Essentially, why you should prioritise supporting content in the planning and ideation of your next big campaign.
Why? Because it's the aspect of content campaigns which is often overlooked, but often ends up playing a vital role in delivery.
A lot of talks today will be focusing solely on nailing that main asset, and whilst I’ll touch on that, I want to concentrate on the pieces usually given less attention, because what I’ve found is that these are often the vital final pieces to completing the puzzle that is content campaign delivery.

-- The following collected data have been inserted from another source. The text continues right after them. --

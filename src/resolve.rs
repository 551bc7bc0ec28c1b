// Hierarchy and cross-reference resolution
//
//  Copyright (C) 2014-2021 Ryan Specialty Group, LLC.
//
//  This file is part of doxymd.
//
//  This program is free software: you can redistribute it and/or modify
//  it under the terms of the GNU General Public License as published by
//  the Free Software Foundation, either version 3 of the License, or
//  (at your option) any later version.
//
//  This program is distributed in the hope that it will be useful,
//  but WITHOUT ANY WARRANTY; without even the implied warranty of
//  MERCHANTABILITY or FITNESS FOR A PARTICULAR PURPOSE.  See the
//  GNU General Public License for more details.
//
//  You should have received a copy of the GNU General Public License
//  along with this program.  If not, see <http://www.gnu.org/licenses/>.

//! Link a [`RawGraph`] into a [`LinkedGraph`].
//!
//! Resolution happens only once every compound has been wrapped,
//!   in three passes over the object arena:
//!
//!   1. [`hierarchy`] links each object to its parent and children,
//!        and records the inheritance relationships of classes in an
//!        [`Inheritance`] graph;
//!   2. objects left without a parent become the roots of their
//!        [`Collection`];
//!        and
//!   3. [`permalink`] gives each object a unique permalink,
//!        nesting files,
//!        groups,
//!        and pages beneath their parents.
//!
//! Each compound is then searched for the ids of sections and anchors
//!   within its descriptions
//!     (see [`anchor`]),
//!   so that references into the middle of a page can be resolved.
//!
//! The resulting [`LinkedGraph`] is immutable and is what renderers are
//!   handed.
//! Its permalink service turns the target of any `ref` element into a
//!   link:
//!
//!   - [`LinkedGraph::page_permalink`] resolves a compound id;
//!       and
//!   - [`LinkedGraph::resolve_ref`] and [`LinkedGraph::permalink`]
//!       resolve a reference given its `kindref`,
//!         producing a permalink with a fragment for members and
//!         sections.
//!
//! Nothing here is fatal.
//! Every problem is a [`LinkWarning`] handed to a
//!   [`Reporter`](crate::diagnose::Reporter),
//!     and a reference that cannot be resolved is expected to be rendered
//!     as plain text.

mod anchor;
mod error;
mod hierarchy;
mod inherit;
mod permalink;
pub mod xref;

pub use error::LinkWarning;
pub use inherit::Inheritance;

use crate::{
    diagnose::Reporter,
    document::Document,
    dom::{walk, Node, NodeData, Ref, RefKind, Visitor, Walk},
    model::{CollectionKind, Object, ObjectRef, RawGraph},
};
use anchor::AnchorIndex;
use fxhash::FxHashMap;

/// Objects of a single collection.
#[derive(Debug, Clone, PartialEq, Eq)]
pub struct Collection {
    kind: CollectionKind,
    roots: Vec<ObjectRef>,
    members: Vec<ObjectRef>,
}

impl Collection {
    fn new(kind: CollectionKind) -> Self {
        Self {
            kind,
            roots: Vec::new(),
            members: Vec::new(),
        }
    }

    pub fn kind(&self) -> CollectionKind {
        self.kind
    }

    /// Members without a parent,
    ///   in document order.
    ///
    /// These are the entry points of hierarchical indices.
    pub fn roots(&self) -> &[ObjectRef] {
        &self.roots
    }

    /// All members in document order.
    pub fn members(&self) -> &[ObjectRef] {
        &self.members
    }
}

/// Fully linked object graph.
#[derive(Debug)]
pub struct LinkedGraph {
    document: Document,
    objects: Vec<Object>,
    index: FxHashMap<String, ObjectRef>,
    collections: [Collection; CollectionKind::COUNT],
    inheritance: Inheritance,
    permalinks: FxHashMap<String, ObjectRef>,
    anchors: AnchorIndex,
}

impl LinkedGraph {
    /// Link every object of `raw`.
    pub fn resolve<R: Reporter + ?Sized>(
        raw: RawGraph,
        reporter: &mut R,
    ) -> Self {
        let (document, mut objects, index) = raw.into_parts();

        let inheritance = hierarchy::link(&mut objects, &index, reporter);
        let permalinks = permalink::assign(&mut objects, reporter);

        let mut collections = CollectionKind::ALL.map(Collection::new);
        let mut anchors = AnchorIndex::default();

        for (i, obj) in objects.iter().enumerate() {
            let oref = ObjectRef::new(i);
            let collection = &mut collections[obj.collection().index()];

            collection.members.push(oref);

            if obj.parent().is_none() {
                collection.roots.push(oref);
            }

            if let Some(node) = document.compound(obj.compound_index()) {
                anchors.add(oref, node);
            }
        }

        Self {
            document,
            objects,
            index,
            collections,
            inheritance,
            permalinks,
            anchors,
        }
    }

    pub fn document(&self) -> &Document {
        &self.document
    }

    /// Objects in document order.
    pub fn objects(&self) -> &[Object] {
        &self.objects
    }

    pub fn get(&self, oref: ObjectRef) -> Option<&Object> {
        self.objects.get(oref.index())
    }

    /// Reference to the object wrapping the compound `id`.
    pub fn lookup(&self, id: &str) -> Option<ObjectRef> {
        self.index.get(id).copied()
    }

    /// Object wrapping the compound `id`.
    pub fn object(&self, id: &str) -> Option<&Object> {
        self.lookup(id).and_then(|oref| self.get(oref))
    }

    /// Compound node wrapped by the referenced object.
    pub fn node(&self, oref: ObjectRef) -> Option<&Node> {
        self.get(oref)
            .and_then(|obj| self.document.compound(obj.compound_index()))
    }

    pub fn collection(&self, kind: CollectionKind) -> &Collection {
        &self.collections[kind.index()]
    }

    pub fn collections(&self) -> impl Iterator<Item = &Collection> {
        self.collections.iter()
    }

    pub fn inheritance(&self) -> &Inheritance {
        &self.inheritance
    }

    /// Object whose page has the given permalink.
    pub fn permalink_owner(&self, permalink: &str) -> Option<ObjectRef> {
        self.permalinks.get(permalink).copied()
    }

    /// Permalink of the page of compound `id`.
    pub fn page_permalink(&self, id: &str) -> Option<&str> {
        self.object(id).map(Object::permalink)
    }

    /// Resolve a reference to a permalink.
    ///
    /// A reference to a compound resolves to the compound's page.
    /// A reference to a member or section resolves to the page that
    ///   contains it,
    ///     with a fragment identifying the target within that page.
    /// The containing page is found by trying,
    ///   in order:
    ///
    ///   1. the compound whose id prefixes `refid`
    ///        (see [`xref::compound_id`]);
    ///   2. the owner of a table of contents item with id `refid`;
    ///        and
    ///   3. the owner of an inline anchor with id `refid`.
    pub fn resolve_ref(
        &self,
        refid: &str,
        kindref: RefKind,
    ) -> Result<String, LinkWarning> {
        let unresolved = || LinkWarning::UnresolvedReference {
            source: None,
            target: refid.into(),
            kind: kindref,
        };

        match kindref {
            RefKind::Compound => self
                .page_permalink(refid)
                .map(Into::into)
                .ok_or_else(unresolved),

            RefKind::Member | RefKind::XrefSect => {
                let owner = self
                    .lookup(xref::compound_id(refid))
                    .or_else(|| self.anchors.toc(refid))
                    .or_else(|| self.anchors.anchor(refid))
                    .and_then(|oref| self.get(oref))
                    .ok_or_else(unresolved)?;

                Ok(format!("{}#{}", owner.permalink(), xref::anchor(refid)))
            }
        }
    }

    /// Resolve a reference to a permalink,
    ///   reporting a warning if it cannot be resolved.
    pub fn permalink<R: Reporter + ?Sized>(
        &self,
        refid: &str,
        kindref: RefKind,
        reporter: &mut R,
    ) -> Option<String> {
        self.resolve_ref(refid, kindref)
            .map_err(|e| reporter.report(&e))
            .ok()
    }

    /// Attempt to resolve every internal `ref` within every compound,
    ///   reporting each that cannot be resolved.
    ///
    /// This is the resolution a renderer would perform,
    ///   without the rendering;
    ///     it allows broken references to be found up front.
    /// Returns the number of references that resolved.
    pub fn check_references<R: Reporter + ?Sized>(
        &self,
        reporter: &mut R,
    ) -> usize {
        let mut refs = RefCollector::default();
        let mut resolved = 0;

        for (i, obj) in self.objects.iter().enumerate() {
            let Some(node) = self.node(ObjectRef::new(i)) else {
                continue;
            };

            walk(node, &mut refs);

            for found in refs.found.drain(..) {
                match self.resolve_ref(&found.refid, found.kindref) {
                    Ok(_) => resolved += 1,
                    Err(e) => reporter.report(&e.with_source(obj.id())),
                }
            }
        }

        resolved
    }
}

/// Internal references in document order.
#[derive(Debug, Default)]
struct RefCollector<'a> {
    found: Vec<&'a Ref>,
}

impl<'a> Visitor<'a> for RefCollector<'a> {
    fn enter(&mut self, node: &'a Node) -> Walk {
        if let NodeData::Ref(r) = node.data() {
            // External references are resolved by another project's
            //   tag file.
            if r.external.is_none() {
                self.found.push(r);
            }
        }

        Walk::Continue
    }
}

#[cfg(test)]
mod test;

I specialise in Digital PR focused campaigns, and I spent several years working specifically on getting these types of projects into the media and achieving those all important links. As well as the digital PR side of things I’ve done a lot of link building my time, and actually studied journalism at university, before realising there was no money in that and transferring some of those skills over into marketing.
Obviously speaking at BrightonSEO, means I have at least a passing interest in SEO - who doesn’t love a good canonical, right? And I’m a big music fan, so if anyone wants to talk to me about early noughties post punk, or how good the Gender Roles album is you can catch up with me after the talk.
I’m fortunate enough to work For Zazzle Media, a 10 year old company with over 50 employees operating just outside of Peterborough and with a rich pedigree in Content Marketing. We’re part of IPG Mediabrands working both in the UK and internationally. I was actually employee number 16 at Zazzle Media, so am really proud to see it grow into the prospect that it is today. Anyway, shall we get on with it?
Well, this is the stuff that surrounds a main asset, the re-enforcements, the Dave Grohl and Krist Novesalic to your Kurt Cobain if you will.
Supporting content can introduce flexibility to your approaches on social media, PR and link building by giving you more to work with and by dedicating time to reactive content creation it gives you the ability to activate and access trending conversations.
And it can come in many different forms, here are just a few examples.
But in reality this list is as big as your imagination.
So why do I love it so much? Well, what can I say, we have history!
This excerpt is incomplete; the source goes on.